ABD başkanı Trump’ın Kuzey Kore’ye yönelik nükleer saldırı tehditlerine Avrupa’dan ciddî tepkiler yükseltiliyor. Özellikle F. Almanya Trump’ı »saldırgan retorik ile nükleer savaş tehlikesini artırmakla« suçluyor. F. Alman emperyalizminin savaş karşıtıymış gibi görünen bu açıklamalarının ardında yatan, çoğunluk topluma yönelik »ABD’nin stratejik güvensizlik yaratması, Avrupa’nın yeni sorumluluklar almasını gerektiriyor« biçimindeki ideolojik manipülasyon çabalarından başka bir şey değil.

ABD yönetimi için saldırgan retoriğin kullanılmasının yeni politik yönelimin bir gereği olarak görüldüğünden şüphe yok. Ancak Avrupa’daki emperyalist güçlerin de »savaş karşıtı« olduklarını gösteren bir delil söz konusu değil. Aksine gerek ABD, gerekse de AB ülkeleri bu retoriği uzun vadeli stratejik hedeflerine ulaşmak için kullanıyorlar. Bilhassa F. Almanya Trump’ın söylemlerini ve ABD politikalarını »AB’nin Rusya, Ukrayna, Balkanlar, Türkiye, Ortadoğu, Körfez ülkeleri, Mısır, Libya ve Afrika kıtasından oluşan komşu bölgelerindeki stratejik durumun ulaştığı dramatik seviye, Avrupa’ya yeni güvenlik politikaları temelinde daha fazla sorumluluk yüklemektedir« demagojisini kamuoyu görüşü hâline getirmek için araçsallaştırmaktadır.

Geçen haftaki köşe yazımızda da belirttiğimiz gibi, burjuva medyasında ve hükümetlere yakın düşünce kuruluşları arasında »Almanya’nın yeni dış politikası« başlığı altında yürütülen tartışmalarda pervasızca emperyalist saldırganlık talepleri ifade ediliyor. 24 Eylül 2017’de yapılacak olan Federal Parlamento seçimleri çerçevesinde burjuva partilerinden yapılan açıklamalar, bazı ufak nüans farklılıkları haricinde, dış politika yöneliminde bütün burjuva partilerinin aynı çizgiyi savundukları ve uyum içerisinde olduklarını gösteriyor. İşin kötü olan tarafı, özellikle F. Alman sendika yönetimlerinin bu politikalara eleştirisiz destek çıkmalarıdır.

Reformist Sol Parti, F. Parlamentoya seçilmeleri olanaksız olan Alman Komünist Partisi (DKP) ile diğer sosyalist ve komünist yapılardan oluşan F. Almanya solu haricinde F. Alman emperyalizminin yayılmacılık politikalarına karşı çıkan pek yok.

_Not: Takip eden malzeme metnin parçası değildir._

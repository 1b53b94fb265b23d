// ── Core error types ──
//
// User-facing errors from relayctl-core. Consumers never see HTTP status
// codes or JSON parse failures directly; the `From<relayctl_api::Error>`
// impl translates wire-level errors into domain variants.

use thiserror::Error;

use crate::model::TransportKind;

/// Unified error type for the core crate.
#[derive(Debug, Error)]
pub enum CoreError {
    // ── Connection errors ────────────────────────────────────────────
    #[error("Not connected to a device")]
    NotConnected,

    #[error("No device found on the network")]
    DeviceNotFound,

    #[error("Cannot reach device at {address}: {reason}")]
    ConnectionFailed { address: String, reason: String },

    #[error("Device rejected the session token")]
    Unauthorized,

    #[error("Device did not answer within {timeout_ms}ms")]
    Timeout { timeout_ms: u64 },

    // ── Dispatch errors ──────────────────────────────────────────────
    #[error("{transport} transport is not ready")]
    TransportNotReady { transport: TransportKind },

    #[error("No transport is ready to carry the command")]
    NoTransportAvailable,

    // ── Validation errors ────────────────────────────────────────────
    #[error("Invalid device address '{address}': {reason}")]
    InvalidAddress { address: String, reason: String },

    #[error("Invalid relay '{relay}' (expected 1 or 2)")]
    InvalidRelay { relay: String },

    // ── Protocol / API errors ────────────────────────────────────────
    #[error("Unexpected response from device: {message}")]
    Protocol { message: String },

    #[error("Device API error: {message}")]
    Api {
        message: String,
        /// HTTP status, when there was one.
        status: Option<u16>,
    },

    // ── Configuration errors ─────────────────────────────────────────
    #[error("Configuration error: {message}")]
    Config { message: String },
}

impl CoreError {
    /// Whether the failure is a network hiccup rather than a hard refusal.
    pub fn is_transient(&self) -> bool {
        matches!(
            self,
            Self::ConnectionFailed { .. } | Self::Timeout { .. } | Self::Api { .. }
        )
    }
}

// ── Conversion from wire-level errors ────────────────────────────────

impl From<relayctl_api::Error> for CoreError {
    fn from(err: relayctl_api::Error) -> Self {
        use relayctl_api::Error as Api;

        match err {
            Api::Unauthorized => CoreError::Unauthorized,
            Api::Transport(ref e) => {
                let address = e
                    .url()
                    .and_then(|u| u.host_str().map(str::to_owned))
                    .unwrap_or_else(|| "<unknown>".into());
                CoreError::ConnectionFailed {
                    address,
                    reason: e.to_string(),
                }
            }
            Api::InvalidUrl(e) => CoreError::Config {
                message: format!("Invalid URL: {e}"),
            },
            Api::Timeout { timeout_ms } => CoreError::Timeout { timeout_ms },
            Api::Status { status, body } => CoreError::Api {
                message: if body.is_empty() {
                    format!("HTTP {status}")
                } else {
                    format!("HTTP {status}: {body}")
                },
                status: Some(status),
            },
            Api::RetriesExhausted { last, .. } => CoreError::from(*last),
            Api::WebSocketConnect(reason) => CoreError::ConnectionFailed {
                address: String::new(),
                reason: format!("WebSocket: {reason}"),
            },
            Api::WebSocketNotOpen => CoreError::TransportNotReady {
                transport: TransportKind::WebSocket,
            },
            Api::Mqtt(reason) => CoreError::ConnectionFailed {
                address: String::new(),
                reason: format!("MQTT: {reason}"),
            },
            Api::MqttNotConnected => CoreError::TransportNotReady {
                transport: TransportKind::Mqtt,
            },
            Api::Deserialization { message, body: _ } => CoreError::Protocol { message },
        }
    }
}
#![allow(clippy::unwrap_used)]
// Integration tests for `DeviceClient` using wiremock.

use std::time::Duration;

use serde_json::json;
use url::Url;
use wiremock::matchers::{body_json, header, method, path, query_param};
use wiremock::{Mock, MockServer, ResponseTemplate};

use relayctl_api::{ApiSurface, DeviceClient, Error, RetryPolicy, TransportConfig};

// ── Helpers ─────────────────────────────────────────────────────────

fn fast_retry() -> RetryPolicy {
    RetryPolicy {
        max_retries: 3,
        unit: Duration::from_millis(10),
    }
}

async fn setup(surface: ApiSurface, retry: RetryPolicy) -> (MockServer, DeviceClient) {
    let server = MockServer::start().await;
    let client = DeviceClient::with_client(
        reqwest::Client::new(),
        Url::parse(&server.uri()).unwrap(),
        surface,
        retry,
        Duration::from_secs(5),
    );
    (server, client)
}

// ── REST surface ────────────────────────────────────────────────────

#[tokio::test]
async fn test_status() {
    let (server, client) = setup(ApiSurface::Rest, RetryPolicy::none()).await;

    Mock::given(method("GET"))
        .and(path("/api/status"))
        .respond_with(ResponseTemplate::new(200).set_body_json(json!({
            "relay1": true,
            "relay2": false,
            "feedback1": true,
            "feedback2": false,
            "error": false,
            "rssi": -61
        })))
        .mount(&server)
        .await;

    let status = client.status().await.unwrap();
    assert!(status.relay1);
    assert!(status.feedback1);
    assert_eq!(status.rssi, -61);
    assert_eq!(status.ip, None);
}

#[tokio::test]
async fn test_control_posts_json() {
    let (server, client) = setup(ApiSurface::Rest, RetryPolicy::none()).await;

    Mock::given(method("POST"))
        .and(path("/api/control"))
        .and(body_json(json!({ "relay": 2, "state": true })))
        .respond_with(ResponseTemplate::new(200).set_body_json(json!({ "success": true })))
        .expect(1)
        .mount(&server)
        .await;

    let ack = client.control(2, true).await.unwrap();
    assert!(ack.success);
}

#[tokio::test]
async fn test_diagnostic() {
    let (server, client) = setup(ApiSurface::Rest, RetryPolicy::none()).await;

    Mock::given(method("GET"))
        .and(path("/api/diagnostic"))
        .respond_with(ResponseTemplate::new(200).set_body_json(json!({
            "relay1": { "output": true, "feedback": false, "match": false },
            "relay2": { "output": false, "feedback": false, "match": true }
        })))
        .mount(&server)
        .await;

    let diag = client.diagnostic().await.unwrap();
    assert!(!diag.relay1.matched);
    assert!(diag.relay2.matched);
}

#[tokio::test]
async fn test_probe_accepts_named_board() {
    let (server, client) = setup(ApiSurface::Rest, RetryPolicy::none()).await;

    Mock::given(method("GET"))
        .and(path("/api/discovery"))
        .respond_with(
            ResponseTemplate::new(200).set_body_json(json!({ "name": "ESP32-S3 Relay", "ip": "" })),
        )
        .mount(&server)
        .await;

    assert!(client.probe("ESP32").await.unwrap());
}

#[tokio::test]
async fn test_probe_rejects_foreign_device() {
    let (server, client) = setup(ApiSurface::Rest, RetryPolicy::none()).await;

    Mock::given(method("GET"))
        .and(path("/api/discovery"))
        .respond_with(ResponseTemplate::new(200).set_body_json(json!({ "name": "printer" })))
        .mount(&server)
        .await;

    assert!(!client.probe("ESP32").await.unwrap());
}

// ── Legacy surface ──────────────────────────────────────────────────

#[tokio::test]
async fn test_legacy_control_sends_bearer_token() {
    let server = MockServer::start().await;
    let transport = TransportConfig {
        token: Some("s3cret".to_string().into()),
        ..TransportConfig::default()
    };
    let client = DeviceClient::new(
        Url::parse(&server.uri()).unwrap(),
        ApiSurface::Legacy,
        &transport,
        RetryPolicy::none(),
    )
    .unwrap();

    Mock::given(method("GET"))
        .and(path("/control"))
        .and(query_param("relay", "1"))
        .and(query_param("state", "true"))
        .and(header("authorization", "Bearer s3cret"))
        .respond_with(ResponseTemplate::new(200).set_body_json(json!({
            "status": "success",
            "feedback1": true,
            "feedback2": false
        })))
        .expect(1)
        .mount(&server)
        .await;

    let ack = client.control(1, true).await.unwrap();
    assert!(ack.success);
    assert_eq!(ack.feedback1, Some(true));
}

#[tokio::test]
async fn test_legacy_probe_uses_status() {
    let (server, client) = setup(ApiSurface::Legacy, RetryPolicy::none()).await;

    Mock::given(method("GET"))
        .and(path("/status"))
        .respond_with(ResponseTemplate::new(200).set_body_json(json!({ "relay1": false })))
        .mount(&server)
        .await;

    assert!(client.probe("ESP32").await.unwrap());
}

// ── Error handling and retry ────────────────────────────────────────

#[tokio::test]
async fn test_unauthorized_is_not_retried() {
    let (server, client) = setup(ApiSurface::Legacy, fast_retry()).await;

    Mock::given(method("GET"))
        .and(path("/status"))
        .respond_with(ResponseTemplate::new(401))
        .expect(1)
        .mount(&server)
        .await;

    let result = client.status().await;
    assert!(
        matches!(result, Err(Error::Unauthorized)),
        "expected Unauthorized, got: {result:?}"
    );
}

#[tokio::test]
async fn test_malformed_json_is_not_retried() {
    let (server, client) = setup(ApiSurface::Rest, fast_retry()).await;

    Mock::given(method("GET"))
        .and(path("/api/status"))
        .respond_with(ResponseTemplate::new(200).set_body_string("<html>oops</html>"))
        .expect(1)
        .mount(&server)
        .await;

    let result = client.status().await;
    assert!(
        matches!(result, Err(Error::Deserialization { ref body, .. }) if body.contains("oops")),
        "expected Deserialization, got: {result:?}"
    );
}

#[tokio::test]
async fn test_server_error_retried_three_times() {
    let (server, client) = setup(ApiSurface::Rest, fast_retry()).await;

    Mock::given(method("GET"))
        .and(path("/api/status"))
        .respond_with(ResponseTemplate::new(503))
        .expect(4)
        .mount(&server)
        .await;

    let result = client.status().await;
    match result {
        Err(Error::RetriesExhausted { attempts, last }) => {
            assert_eq!(attempts, 4);
            assert!(matches!(*last, Error::Status { status: 503, .. }));
        }
        other => panic!("expected RetriesExhausted, got: {other:?}"),
    }
}

#[tokio::test]
async fn test_transient_failure_then_success() {
    let (server, client) = setup(ApiSurface::Rest, fast_retry()).await;

    Mock::given(method("GET"))
        .and(path("/api/status"))
        .respond_with(ResponseTemplate::new(500))
        .up_to_n_times(2)
        .mount(&server)
        .await;
    Mock::given(method("GET"))
        .and(path("/api/status"))
        .respond_with(ResponseTemplate::new(200).set_body_json(json!({ "relay2": true })))
        .mount(&server)
        .await;

    let status = client.status().await.unwrap();
    assert!(status.relay2);
}

#[tokio::test]
async fn test_timeout_maps_to_timeout_error() {
    let server = MockServer::start().await;
    let transport = TransportConfig {
        timeout: Duration::from_millis(100),
        token: None,
    };
    let client = DeviceClient::new(
        Url::parse(&server.uri()).unwrap(),
        ApiSurface::Rest,
        &transport,
        RetryPolicy::none(),
    )
    .unwrap();

    Mock::given(method("GET"))
        .and(path("/api/status"))
        .respond_with(
            ResponseTemplate::new(200)
                .set_body_json(json!({}))
                .set_delay(Duration::from_secs(2)),
        )
        .mount(&server)
        .await;

    let result = client.status().await;
    assert!(
        matches!(result, Err(Error::Timeout { timeout_ms: 100 })),
        "expected Timeout, got: {result:?}"
    );
}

Her ne kadar F. Almanya barış hareketi sesini yükseltiyor olsa da, bu ses şu an için hayli cılız çıkıyor. Muhafazakârlarından, ırkçı AfD’ye, Sosyaldemokratlarından, Yeşillere ve Liberallere kadar burjuva toplumunun tüm siyasî formasyonları, »Almanya’nın AB çatısı altında hizmet eden yönetici güç olarak, dış politikada sağlıklı hırs göstermesi gerektiğini« savunuyorlar. Dahası, »Avrupa’ya, dolayısıyla özgür dünyaya ve demokrasiye hizmet eden bir yönetici güç olmak, gücünün zirvesinde olan Almanya’nın tarihsel sorumluluğudur« iddiası, »demokrasiyi, insan haklarını ve kadın haklarını koruma« kisvesi altında sol liberaller tarafından dahi savunulmaktadır.

Görüldüğü kadarıyla F. Almanya tekelci burjuvazisi »düzen koruyucu dünya gücü« olma hedefi için yaşamsal önem taşıyan »ulusal uzlaşıyı« sağlamış durumda. »Ulusal uzlaşı« çoğunluk toplumunun hissedilen refahını belirgin bir biçimde artırarak, »çıkarlarımızı ve barışı gerektiğinde askerî şiddetle korumalıyız« görüşüne toplumsal rıza sağlıyor. Ve sağlanan bu toplumsal rıza da 24 Eylül’de Alman burjuvazisinin tarihteki üçüncü denemesine hizmet edecek bir parlamento çoğunluğunun oluşacağına işaret ediyor.